In all of history, mankind has never become dependent on any resource, like they have on fossil fuels. Our addiction for oil goes way beyond that of a transportation fuel. The extent of our dependence on fossil fuel is best described in the preface to the book titled "Oil" by Matthew Yeomans."

From the moment we wake up in the morning to the time we go to sleep, oil controls our lives. Its influence reaches far into politics, international affairs, global economies, human rights, and environmental health of our planet.

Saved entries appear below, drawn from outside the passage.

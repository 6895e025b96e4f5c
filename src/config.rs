//! Configuration types for the conversation engine.
//!
//! An [`AppConfig`] holds one or more named [`ProfileConfig`]s (for example
//! `dev` on a CPU-only laptop and `prod` on a GPU host). Sessions receive the
//! resolved profile explicitly; nothing here is cached process-wide.

use serde::{Deserialize, Serialize};
use std::collections::BTreeMap;
use std::path::{Path, PathBuf};

use crate::error::{Result, SpeechError};

/// Top-level configuration: transport settings plus named profiles.
#[derive(Debug, Clone, Serialize, Deserialize)]
#[serde(default)]
pub struct AppConfig {
    /// Profile used when the caller does not name one.
    pub default_profile: String,
    /// Transport-level settings.
    pub transport: TransportConfig,
    /// Named pipeline profiles.
    pub profiles: BTreeMap<String, ProfileConfig>,
}

impl Default for AppConfig {
    fn default() -> Self {
        Self {
            default_profile: "dev".to_owned(),
            transport: TransportConfig::default(),
            profiles: BTreeMap::new(),
        }
    }
}

impl AppConfig {
    /// Load configuration from a TOML file.
    ///
    /// Profile names are taken from the table keys. A file with no profiles is
    /// rejected.
    ///
    /// # Errors
    ///
    /// Returns an error if the file cannot be read or parsed, or defines no profiles.
    pub fn from_file(path: &Path) -> Result<Self> {
        let content = std::fs::read_to_string(path).map_err(|e| {
            SpeechError::Config(format!("cannot read config {}: {e}", path.display()))
        })?;
        Self::from_toml_str(&content)
    }

    /// Parse configuration from TOML text.
    ///
    /// # Errors
    ///
    /// Returns an error if the text is not valid TOML or defines no profiles.
    pub fn from_toml_str(content: &str) -> Result<Self> {
        let mut config: Self =
            toml::from_str(content).map_err(|e| SpeechError::Config(e.to_string()))?;
        if config.profiles.is_empty() {
            return Err(SpeechError::Config(
                "no profiles defined in configuration file".to_owned(),
            ));
        }
        for (name, profile) in &mut config.profiles {
            profile.name.clone_from(name);
        }
        Ok(config)
    }

    /// Resolve a profile by name, falling back to `default_profile`.
    ///
    /// # Errors
    ///
    /// Returns a config error naming the known profiles if the target is missing.
    pub fn profile(&self, name: Option<&str>) -> Result<&ProfileConfig> {
        let target = name.unwrap_or(&self.default_profile);
        self.profiles.get(target).ok_or_else(|| {
            let known = self.profiles.keys().cloned().collect::<Vec<_>>().join(", ");
            SpeechError::Config(format!(
                "unknown profile '{target}'. Known profiles: {known}"
            ))
        })
    }
}

/// Transport-level configuration consumed by the session owner.
#[derive(Debug, Clone, Default, Serialize, Deserialize)]
#[serde(default)]
pub struct TransportConfig {
    /// Prefix outbound audio with a WAV header.
    pub add_wav_header: bool,
    /// Idle timeout after which the session is stopped (None = never).
    pub session_timeout_secs: Option<u64>,
}

/// Per-profile pipeline configuration.
#[derive(Debug, Clone, Default, Serialize, Deserialize)]
#[serde(default)]
pub struct ProfileConfig {
    /// Profile name (filled from the table key on load).
    #[serde(skip)]
    pub name: String,
    /// Speech-to-text settings.
    pub stt: SttConfig,
    /// Language model settings.
    pub llm: LlmConfig,
    /// Text-to-speech settings.
    pub tts: TtsConfig,
    /// Barge-in behavior while the assistant is speaking.
    pub barge_in: BargeInConfig,
}

/// Barge-in configuration (user interrupts assistant by speaking).
#[derive(Debug, Clone, Serialize, Deserialize)]
#[serde(default)]
pub struct BargeInConfig {
    /// Whether inbound audio may interrupt assistant speech.
    pub enabled: bool,
    /// Ignore inbound audio for this long after assistant speech starts (ms).
    ///
    /// Filters speaker leakage right at playback start when no echo
    /// cancellation is available. 0 disables the holdoff.
    pub assistant_start_holdoff_ms: u64,
}

impl Default for BargeInConfig {
    fn default() -> Self {
        Self {
            enabled: true,
            assistant_start_holdoff_ms: 0,
        }
    }
}

/// How the recognizer is driven.
#[derive(Debug, Default, Clone, Copy, PartialEq, Eq, Serialize, Deserialize)]
#[serde(rename_all = "lowercase")]
pub enum SttMode {
    /// Forward chunks to a long-lived streaming recognition call.
    #[default]
    Streaming,
    /// Accumulate audio and send fixed-size batches for offline recognition.
    Buffered,
}

/// How end-of-utterance is detected.
#[derive(Debug, Clone, Copy, PartialEq, Eq, Serialize, Deserialize)]
#[serde(tag = "kind", rename_all = "lowercase")]
pub enum EouDetection {
    /// The backend embeds a marker token in recognized text.
    Marker,
    /// No audio for `timeout_ms` closes the utterance.
    Silence {
        /// Silence duration that ends an utterance.
        timeout_ms: u64,
    },
}

impl Default for EouDetection {
    fn default() -> Self {
        Self::Marker
    }
}

/// Speech-to-text configuration.
#[derive(Debug, Clone, Serialize, Deserialize)]
#[serde(default)]
pub struct SttConfig {
    /// Recognition server address.
    pub server_url: String,
    /// Streaming or buffered recognition.
    pub mode: SttMode,
    /// BCP-47 language code.
    pub language_code: String,
    /// Input sample rate (16-bit mono PCM).
    pub sample_rate_hz: u32,
    /// Marker the backend embeds in text at the end of an utterance.
    pub end_of_utterance_token: String,
    /// Optional prompt passed to the recognizer to bias decoding.
    pub initial_prompt: Option<String>,
    /// Text prepended to every emitted transcript.
    pub prepend_prompt: String,
    /// Text appended to every emitted transcript.
    pub append_prompt: String,
    /// Buffered mode: batch size in milliseconds of audio.
    pub buffer_ms: u32,
    /// Buffered mode: hard ceiling in milliseconds of audio.
    pub max_buffer_ms: u32,
    /// End-of-utterance detection strategy.
    pub eou_detection: EouDetection,
}

impl Default for SttConfig {
    fn default() -> Self {
        Self {
            server_url: "http://localhost:8080/inference".to_owned(),
            mode: SttMode::Streaming,
            language_code: "en-US".to_owned(),
            sample_rate_hz: 16_000,
            end_of_utterance_token: "<EOU>".to_owned(),
            initial_prompt: None,
            prepend_prompt: String::new(),
            append_prompt: String::new(),
            buffer_ms: 2000,
            max_buffer_ms: 8000,
            eou_detection: EouDetection::Marker,
        }
    }
}

impl SttConfig {
    /// Check values that would otherwise fail per chunk.
    ///
    /// # Errors
    ///
    /// Returns a config error describing the first invalid field.
    pub fn validate(&self) -> Result<()> {
        if self.sample_rate_hz == 0 {
            return Err(SpeechError::Config("stt.sample_rate_hz must be > 0".into()));
        }
        if self.mode == SttMode::Buffered && (self.buffer_ms == 0 || self.max_buffer_ms == 0) {
            return Err(SpeechError::Config(
                "stt.buffer_ms and stt.max_buffer_ms must be > 0 in buffered mode".into(),
            ));
        }
        if let EouDetection::Silence { timeout_ms: 0 } = self.eou_detection {
            return Err(SpeechError::Config(
                "stt.eou_detection.timeout_ms must be > 0".into(),
            ));
        }
        Ok(())
    }
}

/// Language model configuration.
#[derive(Debug, Clone, Serialize, Deserialize)]
#[serde(default)]
pub struct LlmConfig {
    /// Chat backend host.
    pub host: String,
    /// Persona / system prompt file.
    pub persona_path: PathBuf,
    /// Accelerator memory needed to route to the large model.
    pub min_vram_gb: u64,
    /// Explicit model name; bypasses routing.
    pub model_override: Option<String>,
    /// Model used when enough accelerator memory is available.
    pub large_model: String,
    /// Fallback model for small or CPU-only hosts.
    pub small_model: String,
    /// Maximum chained tool-call rounds per user turn.
    pub tool_call_limit: u32,
    /// Timeout for establishing a chat request.
    pub request_timeout_secs: u64,
}

impl Default for LlmConfig {
    fn default() -> Self {
        Self {
            host: "http://localhost:11434".to_owned(),
            persona_path: PathBuf::from("config/persona_default.md"),
            min_vram_gb: 12,
            model_override: None,
            large_model: "qwen3:14b".to_owned(),
            small_model: "gemma2:2b".to_owned(),
            tool_call_limit: 3,
            request_timeout_secs: 30,
        }
    }
}

/// How assistant text is fed to synthesis.
#[derive(Debug, Default, Clone, Copy, PartialEq, Eq, Serialize, Deserialize)]
#[serde(rename_all = "lowercase")]
pub enum TtsMode {
    /// Every token goes straight into one live synthesis connection.
    #[default]
    Continuous,
    /// Tokens are buffered and flushed as one-shot synthesis calls.
    Burst,
}

/// Text-to-speech configuration.
#[derive(Debug, Clone, Serialize, Deserialize)]
#[serde(default)]
pub struct TtsConfig {
    /// Synthesis server WebSocket address.
    pub server_url: String,
    /// Voice identifier (server default when unset).
    pub voice: Option<String>,
    /// Continuous or burst synthesis.
    pub mode: TtsMode,
    /// Burst mode: flush when `.`, `!` or `?` is buffered.
    pub flush_on_punctuation: bool,
    /// Burst mode: flush when this many characters are buffered (0 disables).
    pub flush_char_threshold: usize,
    /// Output sample rate of synthesized audio.
    pub sample_rate_hz: u32,
    /// Connection timeout.
    pub connect_timeout_ms: u64,
}

impl Default for TtsConfig {
    fn default() -> Self {
        Self {
            server_url: "ws://localhost:8020/ws".to_owned(),
            voice: None,
            mode: TtsMode::Continuous,
            flush_on_punctuation: true,
            flush_char_threshold: 120,
            sample_rate_hz: 24_000,
            connect_timeout_ms: 5000,
        }
    }
}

The most obvious way that oil dominates us, of course, is transportation. Oil powers 97 percent of America's transportation needs and over half the oil we consume daily goes to keeping our cars and trucks on the roads. Thats one barrel out of every 7 used in the world. Not surprisingly, United States has more automobiles than any other country; in fact, it has more cars and trucks than it has people.

But oil is far more important to modern society than simply as fuel for our automobiles and airplanes. Oil provides the heat in the winter for millions of American homes, and it accounts for 40% of our total energy needs. Without oil, there would be no plastics, nor many of the chemical-based medicines we take for granted. Perhaps most important, America would go hungry without oil: commercial agriculture would grind to a halt without oil to run farm and food processing machinery or to make fertilizers, herbicides, and pesticides.

To better understand oil's impact on our lives, I devised a little experiment. I would spend a day without oil. How hard could that be ? After all, I live in Brooklyn so I'd already won half the battle; I'd leave the car on the street and hope I didn't pick up a parking ticket.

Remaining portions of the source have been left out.